- _Source material_:
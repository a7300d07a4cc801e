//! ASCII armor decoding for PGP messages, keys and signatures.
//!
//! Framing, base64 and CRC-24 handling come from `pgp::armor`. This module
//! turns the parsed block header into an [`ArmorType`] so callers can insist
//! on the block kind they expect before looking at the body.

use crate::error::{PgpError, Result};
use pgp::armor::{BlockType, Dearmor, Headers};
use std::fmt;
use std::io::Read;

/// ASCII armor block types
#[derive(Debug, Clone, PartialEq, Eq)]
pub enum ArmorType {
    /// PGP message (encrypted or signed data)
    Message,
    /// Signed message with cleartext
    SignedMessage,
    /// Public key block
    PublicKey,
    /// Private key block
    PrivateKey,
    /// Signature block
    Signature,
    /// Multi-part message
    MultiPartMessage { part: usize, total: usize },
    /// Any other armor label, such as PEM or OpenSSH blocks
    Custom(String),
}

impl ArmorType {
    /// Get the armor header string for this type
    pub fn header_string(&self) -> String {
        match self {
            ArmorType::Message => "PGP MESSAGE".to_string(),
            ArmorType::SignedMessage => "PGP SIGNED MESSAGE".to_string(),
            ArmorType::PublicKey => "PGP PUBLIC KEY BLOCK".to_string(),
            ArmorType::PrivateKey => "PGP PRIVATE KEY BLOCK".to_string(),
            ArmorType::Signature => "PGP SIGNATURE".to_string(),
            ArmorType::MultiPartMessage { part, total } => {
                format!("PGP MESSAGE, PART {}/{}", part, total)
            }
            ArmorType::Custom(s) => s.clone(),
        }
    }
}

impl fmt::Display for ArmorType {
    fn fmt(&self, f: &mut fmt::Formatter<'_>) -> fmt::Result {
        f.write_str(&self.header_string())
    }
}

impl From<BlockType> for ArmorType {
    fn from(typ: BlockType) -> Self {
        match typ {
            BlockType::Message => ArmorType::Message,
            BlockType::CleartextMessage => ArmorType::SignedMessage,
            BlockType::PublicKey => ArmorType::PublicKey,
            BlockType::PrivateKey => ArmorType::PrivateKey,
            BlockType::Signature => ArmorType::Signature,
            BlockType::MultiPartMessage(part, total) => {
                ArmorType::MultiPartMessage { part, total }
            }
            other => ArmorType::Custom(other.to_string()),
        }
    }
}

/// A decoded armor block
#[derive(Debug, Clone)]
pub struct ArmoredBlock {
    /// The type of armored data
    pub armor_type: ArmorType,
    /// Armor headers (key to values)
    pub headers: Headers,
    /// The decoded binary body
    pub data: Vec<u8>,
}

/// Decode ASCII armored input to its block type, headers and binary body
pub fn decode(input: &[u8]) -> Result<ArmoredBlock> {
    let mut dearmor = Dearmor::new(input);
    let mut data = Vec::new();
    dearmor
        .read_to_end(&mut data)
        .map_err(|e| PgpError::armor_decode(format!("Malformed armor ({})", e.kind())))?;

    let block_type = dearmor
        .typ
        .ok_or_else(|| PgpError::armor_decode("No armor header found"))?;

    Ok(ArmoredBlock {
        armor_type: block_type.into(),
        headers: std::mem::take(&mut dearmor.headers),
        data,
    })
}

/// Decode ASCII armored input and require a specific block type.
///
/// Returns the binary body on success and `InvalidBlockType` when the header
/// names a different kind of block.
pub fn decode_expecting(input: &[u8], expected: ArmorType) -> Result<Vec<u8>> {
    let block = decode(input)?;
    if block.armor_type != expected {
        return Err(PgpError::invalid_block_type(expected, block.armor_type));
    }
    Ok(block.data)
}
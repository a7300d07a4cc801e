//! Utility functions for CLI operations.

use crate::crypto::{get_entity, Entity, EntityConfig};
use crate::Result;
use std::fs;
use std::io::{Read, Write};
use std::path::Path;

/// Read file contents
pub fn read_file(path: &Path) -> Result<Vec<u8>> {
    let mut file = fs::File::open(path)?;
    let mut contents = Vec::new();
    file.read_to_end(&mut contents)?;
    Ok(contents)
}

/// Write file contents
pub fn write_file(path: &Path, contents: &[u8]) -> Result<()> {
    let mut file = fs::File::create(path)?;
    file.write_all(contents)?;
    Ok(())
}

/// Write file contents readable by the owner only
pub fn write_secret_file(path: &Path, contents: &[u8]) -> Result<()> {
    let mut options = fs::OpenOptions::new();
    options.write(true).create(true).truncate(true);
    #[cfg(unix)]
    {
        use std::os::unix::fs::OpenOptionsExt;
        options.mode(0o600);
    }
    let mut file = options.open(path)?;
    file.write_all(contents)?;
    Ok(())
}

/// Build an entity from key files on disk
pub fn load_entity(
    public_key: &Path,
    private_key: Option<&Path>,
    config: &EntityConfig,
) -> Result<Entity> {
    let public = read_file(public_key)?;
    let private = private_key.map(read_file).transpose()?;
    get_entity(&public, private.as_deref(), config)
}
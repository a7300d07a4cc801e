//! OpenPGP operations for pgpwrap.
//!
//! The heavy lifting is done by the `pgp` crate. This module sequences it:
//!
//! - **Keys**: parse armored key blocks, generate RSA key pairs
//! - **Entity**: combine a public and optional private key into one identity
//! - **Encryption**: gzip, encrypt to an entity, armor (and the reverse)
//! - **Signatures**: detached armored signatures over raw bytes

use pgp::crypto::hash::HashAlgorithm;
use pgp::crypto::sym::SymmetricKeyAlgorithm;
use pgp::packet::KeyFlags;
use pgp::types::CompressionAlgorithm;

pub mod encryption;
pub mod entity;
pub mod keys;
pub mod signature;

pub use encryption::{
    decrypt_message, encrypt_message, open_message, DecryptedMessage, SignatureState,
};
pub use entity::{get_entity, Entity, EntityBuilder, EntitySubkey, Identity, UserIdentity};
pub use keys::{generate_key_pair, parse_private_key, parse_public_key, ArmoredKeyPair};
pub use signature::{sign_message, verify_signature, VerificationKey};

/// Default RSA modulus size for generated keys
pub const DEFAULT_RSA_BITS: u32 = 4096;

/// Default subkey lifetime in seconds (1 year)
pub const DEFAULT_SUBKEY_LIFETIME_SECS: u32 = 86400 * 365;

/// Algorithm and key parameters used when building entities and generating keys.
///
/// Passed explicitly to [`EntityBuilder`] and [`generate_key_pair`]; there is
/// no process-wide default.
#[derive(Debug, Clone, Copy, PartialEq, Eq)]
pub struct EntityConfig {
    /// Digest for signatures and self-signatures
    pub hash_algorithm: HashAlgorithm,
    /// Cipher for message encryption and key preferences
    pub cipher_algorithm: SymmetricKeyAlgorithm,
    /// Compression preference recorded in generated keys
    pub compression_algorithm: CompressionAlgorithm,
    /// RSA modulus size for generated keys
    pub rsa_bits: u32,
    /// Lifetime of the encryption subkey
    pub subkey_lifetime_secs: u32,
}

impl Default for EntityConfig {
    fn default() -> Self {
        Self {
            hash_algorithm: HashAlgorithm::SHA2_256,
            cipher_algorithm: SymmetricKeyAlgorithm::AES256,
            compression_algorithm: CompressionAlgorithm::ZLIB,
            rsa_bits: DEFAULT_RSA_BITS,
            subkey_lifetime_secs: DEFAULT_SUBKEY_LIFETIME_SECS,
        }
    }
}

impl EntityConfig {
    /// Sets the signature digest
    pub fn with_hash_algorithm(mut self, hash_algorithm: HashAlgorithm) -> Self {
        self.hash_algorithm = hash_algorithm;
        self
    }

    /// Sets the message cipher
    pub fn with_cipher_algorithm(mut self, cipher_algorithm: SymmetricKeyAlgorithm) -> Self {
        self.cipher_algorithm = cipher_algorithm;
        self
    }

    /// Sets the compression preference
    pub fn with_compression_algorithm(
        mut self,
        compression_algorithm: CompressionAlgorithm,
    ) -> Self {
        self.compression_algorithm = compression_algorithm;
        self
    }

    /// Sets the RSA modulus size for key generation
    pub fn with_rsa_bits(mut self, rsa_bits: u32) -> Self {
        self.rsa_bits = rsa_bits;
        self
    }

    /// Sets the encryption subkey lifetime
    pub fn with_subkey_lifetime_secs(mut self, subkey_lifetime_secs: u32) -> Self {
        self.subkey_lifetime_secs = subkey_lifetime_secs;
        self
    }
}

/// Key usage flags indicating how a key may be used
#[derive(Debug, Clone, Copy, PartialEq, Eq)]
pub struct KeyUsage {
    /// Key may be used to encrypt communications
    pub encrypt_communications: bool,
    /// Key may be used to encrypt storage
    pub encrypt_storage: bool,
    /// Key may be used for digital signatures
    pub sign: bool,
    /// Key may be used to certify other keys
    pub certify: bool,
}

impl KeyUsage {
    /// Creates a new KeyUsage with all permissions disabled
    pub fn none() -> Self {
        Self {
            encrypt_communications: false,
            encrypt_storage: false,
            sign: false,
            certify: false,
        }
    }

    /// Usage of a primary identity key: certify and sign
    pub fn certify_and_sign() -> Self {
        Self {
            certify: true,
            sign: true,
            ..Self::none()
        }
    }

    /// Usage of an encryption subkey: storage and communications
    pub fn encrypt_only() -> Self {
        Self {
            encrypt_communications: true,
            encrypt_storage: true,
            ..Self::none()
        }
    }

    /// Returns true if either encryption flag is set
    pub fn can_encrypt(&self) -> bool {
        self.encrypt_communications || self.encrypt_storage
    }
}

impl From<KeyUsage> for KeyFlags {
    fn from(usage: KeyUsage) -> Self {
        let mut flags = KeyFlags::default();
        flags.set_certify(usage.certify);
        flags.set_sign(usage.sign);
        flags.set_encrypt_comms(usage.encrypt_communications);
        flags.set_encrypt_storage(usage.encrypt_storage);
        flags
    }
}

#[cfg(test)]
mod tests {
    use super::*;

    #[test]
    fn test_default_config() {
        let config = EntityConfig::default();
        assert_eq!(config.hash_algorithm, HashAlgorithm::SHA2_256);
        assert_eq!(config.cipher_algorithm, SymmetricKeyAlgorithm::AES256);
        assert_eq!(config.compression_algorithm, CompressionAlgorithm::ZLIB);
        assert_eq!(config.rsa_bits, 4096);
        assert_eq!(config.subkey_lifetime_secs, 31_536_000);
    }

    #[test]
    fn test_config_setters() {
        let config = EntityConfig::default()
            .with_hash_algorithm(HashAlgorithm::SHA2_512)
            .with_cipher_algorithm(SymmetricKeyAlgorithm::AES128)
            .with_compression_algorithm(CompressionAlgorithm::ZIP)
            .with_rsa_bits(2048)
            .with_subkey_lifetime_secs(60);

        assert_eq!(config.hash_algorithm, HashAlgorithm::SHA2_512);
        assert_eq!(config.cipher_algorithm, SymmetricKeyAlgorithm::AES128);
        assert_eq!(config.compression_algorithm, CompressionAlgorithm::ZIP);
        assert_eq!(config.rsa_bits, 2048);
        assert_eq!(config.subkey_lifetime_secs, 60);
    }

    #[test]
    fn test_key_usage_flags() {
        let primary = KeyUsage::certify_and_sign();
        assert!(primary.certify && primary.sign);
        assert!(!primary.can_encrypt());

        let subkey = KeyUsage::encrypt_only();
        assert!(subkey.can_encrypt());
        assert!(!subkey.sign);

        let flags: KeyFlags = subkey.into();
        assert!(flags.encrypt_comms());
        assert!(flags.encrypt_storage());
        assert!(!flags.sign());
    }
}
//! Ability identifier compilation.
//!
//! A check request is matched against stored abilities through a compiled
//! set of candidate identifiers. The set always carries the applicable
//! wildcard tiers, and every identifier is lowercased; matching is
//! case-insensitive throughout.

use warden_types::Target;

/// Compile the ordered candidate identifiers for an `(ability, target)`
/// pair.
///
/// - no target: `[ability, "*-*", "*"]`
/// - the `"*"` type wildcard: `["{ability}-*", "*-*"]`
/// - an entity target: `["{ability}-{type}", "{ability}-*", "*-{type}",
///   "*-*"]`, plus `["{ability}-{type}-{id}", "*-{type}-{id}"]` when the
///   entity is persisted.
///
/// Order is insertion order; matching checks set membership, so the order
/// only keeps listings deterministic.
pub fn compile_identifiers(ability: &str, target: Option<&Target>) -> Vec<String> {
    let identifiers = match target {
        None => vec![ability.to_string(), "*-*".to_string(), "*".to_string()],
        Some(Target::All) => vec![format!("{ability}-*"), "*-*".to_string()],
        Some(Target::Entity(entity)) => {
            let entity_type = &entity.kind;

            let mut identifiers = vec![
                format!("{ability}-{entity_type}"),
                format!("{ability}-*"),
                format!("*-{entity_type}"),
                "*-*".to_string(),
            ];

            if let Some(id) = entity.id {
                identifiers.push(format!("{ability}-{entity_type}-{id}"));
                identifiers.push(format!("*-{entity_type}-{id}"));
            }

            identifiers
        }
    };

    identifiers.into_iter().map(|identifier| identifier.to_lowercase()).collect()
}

- _What you should do_: Reproduce every line above containing "EntityConfig".

- _Response box_:
use crate::crypto::{get_entity, Entity, EntityConfig};
    config: &EntityConfig,
pub struct EntityConfig {
impl Default for EntityConfig {
impl EntityConfig {
        let config = EntityConfig::default();
        let config = EntityConfig::default()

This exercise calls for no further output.